Türk Telekom (TTKOM) 184mn TL ve Torunlar GYO (TRGYO) 99mn TL kur farkı gideri yazarak döviz kurlarındaki yükselişten olumsuz etkilenecek şirketler olarak ön plana çıkmaktadır. THY en yüksek açık pozisyona sahip şirketken, dolar cinsinden bilanço tutması ve açık pozisyonunun Japon Yeni ve TL cinsinden olması nedeniyle kur farkı giderinin 236mn TL olarak gerçekleşmesi beklenmektedir.

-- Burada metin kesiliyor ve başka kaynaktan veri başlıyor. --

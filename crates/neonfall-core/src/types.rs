//! Fundamental geometric and simulation types.

use serde::{Deserialize, Serialize};

/// 2D direction/offset vector in arena space (pixels).
#[derive(Debug, Clone, Copy, Default, PartialEq, Serialize, Deserialize)]
pub struct Vec2 {
    pub x: f32,
    pub y: f32,
}

/// 2D position in arena space (pixels, origin top-left, y grows downward).
#[derive(Debug, Clone, Copy, Default, PartialEq, Serialize, Deserialize)]
pub struct Position {
    pub x: f32,
    pub y: f32,
}

/// 2D velocity (pixels per reference tick).
#[derive(Debug, Clone, Copy, Default, PartialEq, Serialize, Deserialize)]
pub struct Velocity {
    pub x: f32,
    pub y: f32,
}

/// Simulation time tracking. `elapsed` accumulates the (capped) delta
/// multiplier, so it measures reference ticks at 60 fps, not wall time.
#[derive(Debug, Clone, Copy, Default, Serialize, Deserialize)]
pub struct SimTime {
    /// Number of `tick()` calls so far.
    pub tick: u64,
    /// Elapsed time in reference-tick units.
    pub elapsed: f32,
}

impl Vec2 {
    pub const ZERO: Vec2 = Vec2 { x: 0.0, y: 0.0 };

    pub fn new(x: f32, y: f32) -> Self {
        Self { x, y }
    }

    pub fn length(&self) -> f32 {
        self.x.hypot(self.y)
    }

    /// Unit vector in the same direction; the zero vector stays zero
    /// rather than dividing by zero.
    pub fn normalized(&self) -> Vec2 {
        let len = self.length();
        if len == 0.0 {
            Vec2::ZERO
        } else {
            Vec2::new(self.x / len, self.y / len)
        }
    }

    /// Rotate counterclockwise by an angle given in degrees.
    pub fn rotated_deg(&self, angle_deg: f32) -> Vec2 {
        let rad = angle_deg.to_radians();
        let (sin, cos) = rad.sin_cos();
        Vec2::new(self.x * cos - self.y * sin, self.x * sin + self.y * cos)
    }

    /// Perpendicular vector (90 degrees counterclockwise).
    pub fn perp(&self) -> Vec2 {
        Vec2::new(-self.y, self.x)
    }

    /// Unit vector at the given absolute angle in radians.
    pub fn from_angle(rad: f32) -> Vec2 {
        let (sin, cos) = rad.sin_cos();
        Vec2::new(cos, sin)
    }

    pub fn scaled(&self, factor: f32) -> Vec2 {
        Vec2::new(self.x * factor, self.y * factor)
    }
}

impl std::ops::Add for Vec2 {
    type Output = Vec2;
    fn add(self, rhs: Vec2) -> Vec2 {
        Vec2::new(self.x + rhs.x, self.y + rhs.y)
    }
}

impl std::ops::Sub for Vec2 {
    type Output = Vec2;
    fn sub(self, rhs: Vec2) -> Vec2 {
        Vec2::new(self.x - rhs.x, self.y - rhs.y)
    }
}

impl Position {
    pub fn new(x: f32, y: f32) -> Self {
        Self { x, y }
    }

    /// Euclidean distance to another position.
    pub fn distance_to(&self, other: Position) -> f32 {
        (other.x - self.x).hypot(other.y - self.y)
    }

    /// Offset vector from `self` to `other`.
    pub fn offset_to(&self, other: Position) -> Vec2 {
        Vec2::new(other.x - self.x, other.y - self.y)
    }

    pub fn translated(&self, offset: Vec2) -> Position {
        Position::new(self.x + offset.x, self.y + offset.y)
    }

    /// Clamp into the arena, keeping a margin of `half` on every side.
    pub fn clamped(&self, half: f32) -> Position {
        Position::new(
            self.x.clamp(half, crate::constants::ARENA_WIDTH - half),
            self.y.clamp(half, crate::constants::ARENA_HEIGHT - half),
        )
    }
}

impl Velocity {
    pub fn new(x: f32, y: f32) -> Self {
        Self { x, y }
    }

    /// Velocity along a direction at the given speed.
    pub fn along(dir: Vec2, speed: f32) -> Velocity {
        Velocity::new(dir.x * speed, dir.y * speed)
    }
}

impl SimTime {
    /// Advance by one tick worth `delta` reference-tick units.
    pub fn advance(&mut self, delta: f32) {
        self.tick += 1;
        self.elapsed += delta;
    }
}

Ford Otosan’ın (FROTO) EUR açığı olmasın karşın şirketin yükümlülüklerinin neredeyse tamamı Ford Motor Company ile yaptığı ihracat anlaşmaları ile riskten korunmaktadır. TOFAŞ’ın (TOASO) döviz pozisyonu Grup’un Euro cinsinden uzun vadeli kredileri üzerindeki kur dalgalanmalarına ilişkin kur riski Fiat ve PSA tarafından üstlenilmiştir. Dolayısıyla, her 2 şirket içinde yüksek döviz açık pozisyonlarına rağmen kur artışının önemli bir etkisi olmayacağı hesaplanmaktadır. İskenderun Demir Çelik’in (ISDMR) 417mn TL’lik toplam döviz açık pozisyonu olmasına karşın, finansallarını dolar cinsinden tutması ve yüksek TL açık pozisyonu ile EUR fazla pozisyonu sonucu 165mn TL’lik bir kur farkı geliri kaydedebilir.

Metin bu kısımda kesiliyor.